Im Ergebnis kam es hier freilich, wie das OLG Köln selbst feststellt, auf die Frage der Beweislastverteilung gar nicht an. Daher ist es – ganz unabhängig davon, wie man die inhaltliche Positionierung des Gerichts letztlich bewertet (gut vertretbar ist sie allemal) – verdienstvoll, dass die Thematik erstmals auf obergerichtlicher Ebene aufgegriffen worden ist. Die weitere Diskussion hat Langheid hier (VersR BLOG vom 30.11.2023) schon eröffnet. Zu seiner Einschätzung, dass die Zeugenstellung des Organmitglieds dem VR einen prozessualen Vorteil verschafft, ist Folgendes anzumerken: Ein Organmitglied wird dem Ausgang des Direktprozesses kaum jemals neutral gegenüberstehen. Kritisch sind insoweit insbesondere die Fälle, in denen ein kollusives Verhalten von Organwalter und Gesellschaft in Rede steht. Der BGH hat dazu ausgeführt, dass diese Gefahr nicht auf die D&O-Versicherung beschränkt sei und dass sie auch ohne Abtretung des Deckungsanspruchs bestehe (BGHZ 209, 373 = VersR 2016, 786, Rn. 20). Ob die Gefahrenlage tatsächlich vergleichbar ist, mag man jedenfalls für die GmbH bezweifeln. Davon unabhängig wird sich bei derartigen Sachlagen eine Benennung des Organmitglieds als Zeuge für den VR nur dann als hilfreich erweisen, wenn das Gericht bei der Beweiswürdigung nach § 286 Abs. 1 ZPO einen im Raume stehenden Manipulationsverdacht angemessen berücksichtigt.

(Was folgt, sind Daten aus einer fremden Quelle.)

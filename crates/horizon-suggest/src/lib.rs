//! Horizon Suggest - autocomplete suggestion popups for text inputs.
//!
//! A [`SuggestionWindow`] watches a text anchor. As the user types it shows
//! a floating panel next to the anchor, calls a query callback (optionally
//! debounced and gated on a minimum length), and keeps the panel glued to
//! the anchor while it is visible.
//!
//! The crate is toolkit-agnostic: the host supplies the anchor, the content
//! view, the floating surface and the UI task queue through the traits in
//! [`host`]. The [`headless`] module implements all of them in memory.
//!
//! # Modules
//!
//! - [`geometry`]: placement and sizing of the popup rectangle
//! - [`trigger`]: debounce and minimum-length gate for queries
//! - [`lifecycle`]: show/hide state machine and the repositioning tick
//! - [`bridge`]: list changes to relayout requests
//! - [`config`]: serializable settings
//!
//! # Example
//!
//! ```
//! use std::sync::Arc;
//! use horizon_suggest::headless::HeadlessHost;
//! use horizon_suggest::{ListChangeNotifier, Suggestive};
//!
//! let host = HeadlessHost::new();
//! let results = Arc::new(ListChangeNotifier::new());
//!
//! let results_clone = results.clone();
//! let window = Suggestive::list(
//!     host.anchor.clone(),
//!     host.content.clone(),
//!     host.surface.clone(),
//!     host.scheduler.clone(),
//!     results.clone(),
//! )
//! .min_characters(2)
//! .on_query(move |_text| {
//!     // Fetch results, then tell the list they changed.
//!     results_clone.notify_reset();
//! })
//! .build()
//! .unwrap();
//!
//! host.anchor.set_text("ru");
//! assert!(!window.is_showing());
//! host.anchor.set_text("rus");
//! assert!(window.is_showing());
//! ```

pub mod appearance;
pub mod bridge;
pub mod config;
mod error;
mod factory;
pub mod geometry;
pub mod headless;
pub mod host;
pub mod lifecycle;
pub mod trigger;
mod window;

pub use horizon_suggest_core::{
    Clock, ConnectionId, CoreError, ManualClock, PerfSpan, ScheduledTaskId, SchedulerError,
    SharedTaskScheduler, Signal, SystemClock,
};

pub use appearance::{Background, Color};
pub use bridge::{ChangePayload, LayoutInvalidation, ListChangeBridge, ListChangeNotifier};
pub use config::PopupSettings;
pub use error::{ConfigError, Result, SuggestError};
pub use factory::Suggestive;
pub use geometry::{
    ContentSizing, Gravity, Insets, Margins, PreferredPosition, Rect, Size, VerticalPlacement,
};
pub use host::{AnchorView, BackNavigationRegistry, ContentView, FloatingSurface, RootSurface, TextChange};
pub use lifecycle::{PopupLifecycle, PopupState, WeakPopupLifecycle};
pub use trigger::{MinCharactersRule, ThrottledQueryTrigger};
pub use window::{QueryCallback, SuggestionWindow, SuggestionWindowBuilder};
//! Time sources for the UI task queue.
//!
//! The scheduler never calls [`Instant::now`] directly; it asks a [`Clock`].
//! Production code uses [`SystemClock`], tests use [`ManualClock`] to step
//! time forward deterministically.

use std::sync::Arc;
use std::time::{Duration, Instant};

use parking_lot::Mutex;

/// A monotonic time source.
pub trait Clock: Send + Sync {
    /// The current instant.
    fn now(&self) -> Instant;
}

/// The wall clock, backed by [`Instant::now`].
#[derive(Debug, Clone, Copy, Default)]
pub struct SystemClock;

impl Clock for SystemClock {
    fn now(&self) -> Instant {
        Instant::now()
    }
}

/// A clock that only moves when told to.
///
/// Cloning a `ManualClock` yields a handle to the same underlying time.
#[derive(Debug, Clone)]
pub struct ManualClock {
    origin: Instant,
    now: Arc<Mutex<Instant>>,
}

impl ManualClock {
    /// Create a manual clock frozen at the current instant.
    pub fn new() -> Self {
        let origin = Instant::now();
        Self {
            origin,
            now: Arc::new(Mutex::new(origin)),
        }
    }

    /// Move time forward by `duration`.
    pub fn advance(&self, duration: Duration) {
        *self.now.lock() += duration;
    }

    /// Time elapsed since the clock was created.
    pub fn elapsed(&self) -> Duration {
        *self.now.lock() - self.origin
    }
}

impl Default for ManualClock {
    fn default() -> Self {
        Self::new()
    }
}

impl Clock for ManualClock {
    fn now(&self) -> Instant {
        *self.now.lock()
    }
}
//! Serializable popup settings.
//!
//! [`PopupSettings`] holds every setting of a suggestion popup that is not a
//! host capability. It can be loaded from TOML or JSON and handed to
//! [`SuggestionWindowBuilder::settings`](crate::SuggestionWindowBuilder::settings).
//!
//! ```
//! use horizon_suggest::{Gravity, PopupSettings};
//!
//! let settings = PopupSettings::from_toml_str(r#"
//!     gravity = "start"
//!     min_characters = 2
//!     query_throttle_ms = 250
//!
//!     [margins]
//!     top = 8
//!     vertical_safe = 16
//! "#).unwrap();
//!
//! assert_eq!(settings.gravity, Gravity::Start);
//! assert_eq!(settings.margins.vertical_safe, 16);
//! assert!(settings.hide_on_blur);
//! ```

use std::time::Duration;

use serde::{Deserialize, Serialize};

use crate::appearance::Background;
use crate::error::ConfigError;
use crate::geometry::{Gravity, Margins, PreferredPosition};
use crate::lifecycle::DEFAULT_ELEVATION;
use crate::trigger::MinCharactersRule;

/// Settings of one suggestion popup.
///
/// Missing fields take their default values.
#[derive(Debug, Clone, PartialEq, Serialize, Deserialize)]
#[serde(default)]
pub struct PopupSettings {
    pub preferred_position: PreferredPosition,
    pub gravity: Gravity,
    /// Hide the popup when the anchor loses focus.
    pub hide_on_blur: bool,
    /// Size and align the popup to the anchor instead of the visible frame.
    pub constrain_to_anchor_bounds: bool,
    pub min_characters: usize,
    pub min_characters_rule: MinCharactersRule,
    /// Listen to the anchor's text edits.
    pub attach_text_change_listener: bool,
    /// Debounce window of the query callback; zero queries immediately.
    pub query_throttle_ms: u64,
    pub dismiss_on_back_press: bool,
    pub elevation: f32,
    /// `None` falls back to a solid white background and is written as
    /// `kind = "none"`.
    #[serde(with = "background_setting")]
    pub background: Option<Background>,
    pub margins: Margins,
}

impl Default for PopupSettings {
    fn default() -> Self {
        Self {
            preferred_position: PreferredPosition::BestFit,
            gravity: Gravity::Center,
            hide_on_blur: true,
            constrain_to_anchor_bounds: true,
            min_characters: 0,
            min_characters_rule: MinCharactersRule::Exceeds,
            attach_text_change_listener: true,
            query_throttle_ms: 0,
            dismiss_on_back_press: true,
            elevation: DEFAULT_ELEVATION,
            background: Some(Background::rounded_white()),
            margins: Margins::default(),
        }
    }
}

impl PopupSettings {
    /// Parse and validate settings from a TOML document.
    pub fn from_toml_str(s: &str) -> Result<Self, ConfigError> {
        let settings: Self = toml::from_str(s).map_err(|e| ConfigError::Parse(e.to_string()))?;
        settings.validate()?;
        Ok(settings)
    }

    /// Parse and validate settings from a JSON document.
    pub fn from_json_str(s: &str) -> Result<Self, ConfigError> {
        let settings: Self =
            serde_json::from_str(s).map_err(|e| ConfigError::Parse(e.to_string()))?;
        settings.validate()?;
        Ok(settings)
    }

    /// Serialize to a pretty-printed TOML document.
    pub fn to_toml_string(&self) -> Result<String, ConfigError> {
        toml::to_string_pretty(self).map_err(|e| ConfigError::Parse(e.to_string()))
    }

    /// Serialize to a pretty-printed JSON document.
    pub fn to_json_string(&self) -> Result<String, ConfigError> {
        serde_json::to_string_pretty(self).map_err(|e| ConfigError::Parse(e.to_string()))
    }

    /// Check value ranges the types cannot express.
    pub fn validate(&self) -> Result<(), ConfigError> {
        if !self.elevation.is_finite() || self.elevation < 0.0 {
            return Err(ConfigError::Invalid(format!(
                "elevation must be a non-negative number, got {}",
                self.elevation
            )));
        }
        self.margins.validate()?;
        if let Some(Background::Rounded { radius, .. }) = self.background {
            if !radius.is_finite() || radius < 0.0 {
                return Err(ConfigError::Invalid(format!(
                    "background radius must be >= 0, got {radius}"
                )));
            }
        }
        Ok(())
    }

    /// The query throttle as a duration.
    pub fn query_throttle(&self) -> Duration {
        Duration::from_millis(self.query_throttle_ms)
    }
}

/// An unset background is written as `kind = "none"`.
mod background_setting {
    use serde::{Deserialize, Deserializer, Serialize, Serializer};

    use crate::appearance::{Background, Color};

    #[derive(Serialize, Deserialize)]
    #[serde(tag = "kind", rename_all = "snake_case")]
    enum Repr {
        None,
        Solid { color: Color },
        Rounded { color: Color, radius: f32 },
    }

    pub fn serialize<S: Serializer>(
        background: &Option<Background>,
        serializer: S,
    ) -> Result<S::Ok, S::Error> {
        let repr = match *background {
            None => Repr::None,
            Some(Background::Solid { color }) => Repr::Solid { color },
            Some(Background::Rounded { color, radius }) => Repr::Rounded { color, radius },
        };
        repr.serialize(serializer)
    }

    pub fn deserialize<'de, D: Deserializer<'de>>(
        deserializer: D,
    ) -> Result<Option<Background>, D::Error> {
        Ok(match Repr::deserialize(deserializer)? {
            Repr::None => None,
            Repr::Solid { color } => Some(Background::Solid { color }),
            Repr::Rounded { color, radius } => Some(Background::Rounded { color, radius }),
        })
    }
}
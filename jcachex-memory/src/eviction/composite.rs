//  Copyright 2025 JCacheX Project Authors
//
//  Licensed under the Apache License, Version 2.0 (the "License");
//  you may not use this file except in compliance with the License.
//  You may obtain a copy of the License at
//
//  http://www.apache.org/licenses/LICENSE-2.0
//
//  Unless required by applicable law or agreed to in writing, software
//  distributed under the License is distributed on an "AS IS" BASIS,
//  WITHOUT WARRANTIES OR CONDITIONS OF ANY KIND, either express or implied.
//  See the License for the specific language governing permissions and
//  limitations under the License.

use jcachex_common::code::Key;

use crate::eviction::{AccessMeta, EvictionPolicy, Policy};

/// Chains several policies. Every callback reaches every child; victim
/// selection asks the children in registration order and takes the first
/// answer, so earlier children dominate.
pub struct CompositePolicy<K>
where
    K: Key,
{
    children: Vec<Policy<K>>,
}

impl<K> CompositePolicy<K>
where
    K: Key,
{
    pub(crate) fn new(children: Vec<Policy<K>>) -> Self {
        Self { children }
    }
}

impl<K> EvictionPolicy<K> for CompositePolicy<K>
where
    K: Key,
{
    fn on_access(&mut self, key: &K, meta: &AccessMeta<'_, K>) {
        for child in &mut self.children {
            child.on_access(key, meta);
        }
    }

    fn on_write(&mut self, key: &K, weight: u32, meta: &AccessMeta<'_, K>) -> Option<K> {
        let mut rejected = None;
        for child in &mut self.children {
            let r = child.on_write(key, weight, meta);
            if rejected.is_none() {
                rejected = r;
            }
        }
        rejected
    }

    fn on_remove(&mut self, key: &K) {
        for child in &mut self.children {
            child.on_remove(key);
        }
    }

    fn select_victim(&mut self, meta: &AccessMeta<'_, K>) -> Option<K> {
        self.children
            .iter_mut()
            .find_map(|child| child.select_victim(meta))
    }

    fn clear(&mut self) {
        for child in &mut self.children {
            child.clear();
        }
    }

    fn len(&self) -> usize {
        self.children.first().map(|child| child.len()).unwrap_or(0)
    }
}

#[cfg(test)]
mod tests {
    use std::time::Duration;

    use super::*;
    use crate::config::EvictionPolicyKind;
    use crate::eviction::test_utils::{ahash_of, plain_meta};

    fn composite(kinds: Vec<EvictionPolicyKind>) -> CompositePolicy<u64> {
        CompositePolicy::new(
            kinds
                .iter()
                .map(|kind| Policy::from_kind(kind, 100))
                .collect(),
        )
    }

    #[test]
    fn test_first_child_with_victim_wins() {
        let hasher = |k: &u64| ahash_of(k);
        let mut policy = composite(vec![
            EvictionPolicyKind::IdleTime {
                idle: Duration::from_nanos(1_000),
            },
            EvictionPolicyKind::Fifo,
        ]);

        let meta = plain_meta(&hasher, 10);
        policy.on_write(&1, 1, &meta);
        policy.on_write(&2, 1, &meta);

        // Nothing is idle long enough, so the FIFO child answers.
        assert_eq!(policy.select_victim(&plain_meta(&hasher, 20)), Some(1));

        // Once the idle child has a victim it dominates; the most idle key
        // is still key 1 either way.
        policy.on_access(&2, &plain_meta(&hasher, 30));
        assert_eq!(policy.select_victim(&plain_meta(&hasher, 5_000)), Some(1));
    }

    #[test]
    fn test_remove_reaches_all_children() {
        let hasher = |k: &u64| ahash_of(k);
        let mut policy = composite(vec![EvictionPolicyKind::Fifo, EvictionPolicyKind::Lru]);
        let meta = plain_meta(&hasher, 1);

        policy.on_write(&1, 1, &meta);
        policy.on_write(&2, 1, &meta);
        policy.on_remove(&1);

        assert_eq!(policy.len(), 1);
        assert_eq!(policy.select_victim(&meta), Some(2));
    }
}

Insgesamt ist es dem OLG Köln mit dem Urteil gelungen, wichtige Akzente zu setzen. In sprachlicher Hinsicht mag es irritieren, dass die Entscheidung bei der Bezeichnung der Anspruchsgegnerin durchgängig zwischen „Versicherer“ und „Versicherung“ oszilliert, während das VVG beide Begriffe streng voneinander trennt. Zudem ist die Wortschöpfung „Obliegenheitspflichten“ – die nicht in den Urteilsgründen, aber ausweislich des Tatbestands offenbar sowohl von im Kläger- als auch im Beklagtenvortrag verwendet wurde – ein Oxymoron. Man mag sich insoweit damit trösten, dass in diesem Punkt auch der VVG-Reformgesetzgeber erstaunlich nachlässig war, indem er in § 19 VVG (in Fortführung der Titelüberschrift vor § 16 VVG a.F.) von einer „Anzeigepflicht“ spricht und dazu in der Begründung wörtlich ausführt: „Wie im geltenden Recht allgemein anerkannt ist, handelt es sich bei der Anzeigepflicht um eine besondere Obliegenheit des Versicherungsnehmers […].“ (Regierungsbegr., BT-Drucks. 16/3945, S. 64). Die darin zum Ausdruck kommende Unbekümmertheit um eine präzise Terminologie sollte die Praxis nicht dazu ermutigen, den grundlegenden Unterschied zwischen Pflichten und Obliegenheiten sprachlich zu verwischen.